Every line of the entries below that includes "status" belongs in the answer, copied as written.
.....
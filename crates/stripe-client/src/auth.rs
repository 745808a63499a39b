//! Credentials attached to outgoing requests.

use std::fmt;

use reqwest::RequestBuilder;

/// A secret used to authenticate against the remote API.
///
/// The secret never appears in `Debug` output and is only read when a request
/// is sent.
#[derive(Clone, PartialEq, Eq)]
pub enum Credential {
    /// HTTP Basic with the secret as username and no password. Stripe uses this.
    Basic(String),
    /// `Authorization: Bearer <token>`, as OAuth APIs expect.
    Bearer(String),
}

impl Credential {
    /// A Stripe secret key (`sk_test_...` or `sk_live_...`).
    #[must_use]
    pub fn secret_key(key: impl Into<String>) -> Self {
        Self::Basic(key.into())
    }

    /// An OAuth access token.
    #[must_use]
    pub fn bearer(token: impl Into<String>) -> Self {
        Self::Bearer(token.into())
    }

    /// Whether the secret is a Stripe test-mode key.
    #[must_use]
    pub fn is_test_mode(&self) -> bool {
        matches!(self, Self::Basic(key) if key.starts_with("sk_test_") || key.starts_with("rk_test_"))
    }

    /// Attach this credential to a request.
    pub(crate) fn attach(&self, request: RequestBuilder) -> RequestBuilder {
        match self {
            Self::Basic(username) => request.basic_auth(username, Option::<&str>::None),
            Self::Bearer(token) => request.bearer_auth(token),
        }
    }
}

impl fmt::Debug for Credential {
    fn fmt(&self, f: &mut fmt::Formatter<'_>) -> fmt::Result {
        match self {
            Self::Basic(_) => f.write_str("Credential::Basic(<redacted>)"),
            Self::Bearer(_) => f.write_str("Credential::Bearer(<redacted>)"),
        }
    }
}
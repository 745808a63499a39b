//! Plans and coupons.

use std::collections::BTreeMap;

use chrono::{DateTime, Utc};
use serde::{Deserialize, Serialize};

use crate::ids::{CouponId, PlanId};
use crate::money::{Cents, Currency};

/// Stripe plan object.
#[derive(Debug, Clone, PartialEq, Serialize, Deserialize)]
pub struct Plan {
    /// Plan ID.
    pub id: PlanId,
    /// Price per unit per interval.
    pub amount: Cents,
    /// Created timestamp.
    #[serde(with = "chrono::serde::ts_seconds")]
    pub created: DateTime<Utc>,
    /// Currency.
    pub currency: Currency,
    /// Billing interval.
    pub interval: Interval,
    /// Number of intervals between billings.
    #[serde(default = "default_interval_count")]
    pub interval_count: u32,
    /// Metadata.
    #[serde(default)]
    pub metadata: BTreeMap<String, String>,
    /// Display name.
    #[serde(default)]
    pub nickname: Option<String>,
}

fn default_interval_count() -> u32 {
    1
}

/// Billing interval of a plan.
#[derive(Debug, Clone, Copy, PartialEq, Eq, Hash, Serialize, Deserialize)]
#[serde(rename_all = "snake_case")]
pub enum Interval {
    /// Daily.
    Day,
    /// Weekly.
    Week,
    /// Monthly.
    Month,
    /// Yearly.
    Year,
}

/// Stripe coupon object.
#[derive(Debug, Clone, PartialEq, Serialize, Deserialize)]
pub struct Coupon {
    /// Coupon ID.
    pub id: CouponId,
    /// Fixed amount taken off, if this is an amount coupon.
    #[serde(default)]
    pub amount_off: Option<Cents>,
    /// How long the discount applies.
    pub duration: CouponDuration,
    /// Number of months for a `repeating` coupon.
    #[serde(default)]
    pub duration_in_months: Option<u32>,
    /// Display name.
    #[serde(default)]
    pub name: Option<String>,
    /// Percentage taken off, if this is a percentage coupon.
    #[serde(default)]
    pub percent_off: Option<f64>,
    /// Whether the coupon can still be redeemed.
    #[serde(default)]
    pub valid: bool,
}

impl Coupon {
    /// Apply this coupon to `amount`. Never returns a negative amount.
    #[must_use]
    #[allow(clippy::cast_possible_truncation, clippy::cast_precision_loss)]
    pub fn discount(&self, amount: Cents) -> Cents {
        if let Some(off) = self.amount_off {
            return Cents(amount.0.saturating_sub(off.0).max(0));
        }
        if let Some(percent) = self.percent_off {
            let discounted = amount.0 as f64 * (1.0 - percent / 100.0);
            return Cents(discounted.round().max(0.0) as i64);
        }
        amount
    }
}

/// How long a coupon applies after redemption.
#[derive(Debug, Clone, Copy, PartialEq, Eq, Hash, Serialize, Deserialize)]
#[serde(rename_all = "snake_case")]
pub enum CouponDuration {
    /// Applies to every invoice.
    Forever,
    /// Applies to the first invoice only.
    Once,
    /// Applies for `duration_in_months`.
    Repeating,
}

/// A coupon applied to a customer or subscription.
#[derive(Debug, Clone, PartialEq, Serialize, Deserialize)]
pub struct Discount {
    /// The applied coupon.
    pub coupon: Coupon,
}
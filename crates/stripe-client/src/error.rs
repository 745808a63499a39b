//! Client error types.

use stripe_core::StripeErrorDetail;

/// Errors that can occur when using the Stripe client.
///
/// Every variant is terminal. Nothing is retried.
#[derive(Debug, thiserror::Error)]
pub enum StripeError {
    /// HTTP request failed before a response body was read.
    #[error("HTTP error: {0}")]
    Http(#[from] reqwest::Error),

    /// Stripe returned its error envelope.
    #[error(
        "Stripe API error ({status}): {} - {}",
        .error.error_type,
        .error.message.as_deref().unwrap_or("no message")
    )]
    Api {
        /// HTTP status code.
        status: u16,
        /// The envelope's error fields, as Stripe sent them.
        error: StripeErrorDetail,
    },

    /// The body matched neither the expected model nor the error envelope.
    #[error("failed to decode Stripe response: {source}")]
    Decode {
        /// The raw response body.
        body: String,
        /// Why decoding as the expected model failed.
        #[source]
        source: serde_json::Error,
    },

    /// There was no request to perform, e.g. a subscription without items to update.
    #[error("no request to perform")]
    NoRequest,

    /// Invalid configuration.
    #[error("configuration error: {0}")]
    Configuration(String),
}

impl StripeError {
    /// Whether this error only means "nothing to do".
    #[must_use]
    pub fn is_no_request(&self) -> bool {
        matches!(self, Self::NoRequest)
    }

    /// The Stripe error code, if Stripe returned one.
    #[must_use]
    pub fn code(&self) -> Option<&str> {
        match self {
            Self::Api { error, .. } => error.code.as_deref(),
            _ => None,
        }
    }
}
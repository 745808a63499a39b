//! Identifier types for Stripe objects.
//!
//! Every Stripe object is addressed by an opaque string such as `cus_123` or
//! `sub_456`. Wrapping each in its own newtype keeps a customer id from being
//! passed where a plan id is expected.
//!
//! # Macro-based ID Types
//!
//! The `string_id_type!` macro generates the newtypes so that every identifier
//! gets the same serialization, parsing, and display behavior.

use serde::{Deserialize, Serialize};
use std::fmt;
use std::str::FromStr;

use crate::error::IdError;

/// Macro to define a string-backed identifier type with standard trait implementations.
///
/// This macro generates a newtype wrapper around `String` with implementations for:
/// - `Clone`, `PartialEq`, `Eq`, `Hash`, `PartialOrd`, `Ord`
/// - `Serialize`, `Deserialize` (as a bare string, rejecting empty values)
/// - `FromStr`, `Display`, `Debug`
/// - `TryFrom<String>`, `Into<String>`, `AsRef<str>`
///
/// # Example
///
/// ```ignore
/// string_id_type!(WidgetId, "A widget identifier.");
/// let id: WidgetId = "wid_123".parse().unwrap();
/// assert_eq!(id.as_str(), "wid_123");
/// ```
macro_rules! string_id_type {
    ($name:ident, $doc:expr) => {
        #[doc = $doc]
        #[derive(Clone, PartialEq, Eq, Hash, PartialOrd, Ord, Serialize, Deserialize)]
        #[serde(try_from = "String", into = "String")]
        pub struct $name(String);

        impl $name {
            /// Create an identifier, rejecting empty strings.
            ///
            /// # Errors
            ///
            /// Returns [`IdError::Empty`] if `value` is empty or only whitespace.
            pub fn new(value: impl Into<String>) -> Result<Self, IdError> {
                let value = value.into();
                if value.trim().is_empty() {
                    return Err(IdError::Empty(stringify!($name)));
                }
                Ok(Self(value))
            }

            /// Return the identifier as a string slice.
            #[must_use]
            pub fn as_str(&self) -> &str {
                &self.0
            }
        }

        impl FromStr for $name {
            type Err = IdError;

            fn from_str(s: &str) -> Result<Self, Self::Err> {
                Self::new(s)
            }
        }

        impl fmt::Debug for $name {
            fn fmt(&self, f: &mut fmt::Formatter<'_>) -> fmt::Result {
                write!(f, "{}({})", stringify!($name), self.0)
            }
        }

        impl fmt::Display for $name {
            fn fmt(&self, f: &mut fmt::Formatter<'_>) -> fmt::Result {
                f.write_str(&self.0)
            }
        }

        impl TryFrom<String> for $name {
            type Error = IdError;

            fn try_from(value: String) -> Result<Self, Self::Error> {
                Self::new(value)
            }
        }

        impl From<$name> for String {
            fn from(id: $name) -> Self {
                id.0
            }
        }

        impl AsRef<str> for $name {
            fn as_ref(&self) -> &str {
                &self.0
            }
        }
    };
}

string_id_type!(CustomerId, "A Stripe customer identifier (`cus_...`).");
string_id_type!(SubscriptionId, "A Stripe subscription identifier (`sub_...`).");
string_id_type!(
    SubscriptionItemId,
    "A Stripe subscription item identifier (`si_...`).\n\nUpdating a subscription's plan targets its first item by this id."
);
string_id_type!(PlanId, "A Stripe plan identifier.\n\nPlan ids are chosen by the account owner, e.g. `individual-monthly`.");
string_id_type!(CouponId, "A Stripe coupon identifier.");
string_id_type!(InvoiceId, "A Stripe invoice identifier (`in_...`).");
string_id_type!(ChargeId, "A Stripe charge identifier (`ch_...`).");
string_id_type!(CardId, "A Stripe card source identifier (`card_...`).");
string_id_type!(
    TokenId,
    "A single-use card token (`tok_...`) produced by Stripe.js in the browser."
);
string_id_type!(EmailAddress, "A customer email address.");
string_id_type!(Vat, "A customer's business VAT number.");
.....
# Answer box
        "Stripe API error ({status}): {} - {}",
        /// HTTP status code.
        status: u16,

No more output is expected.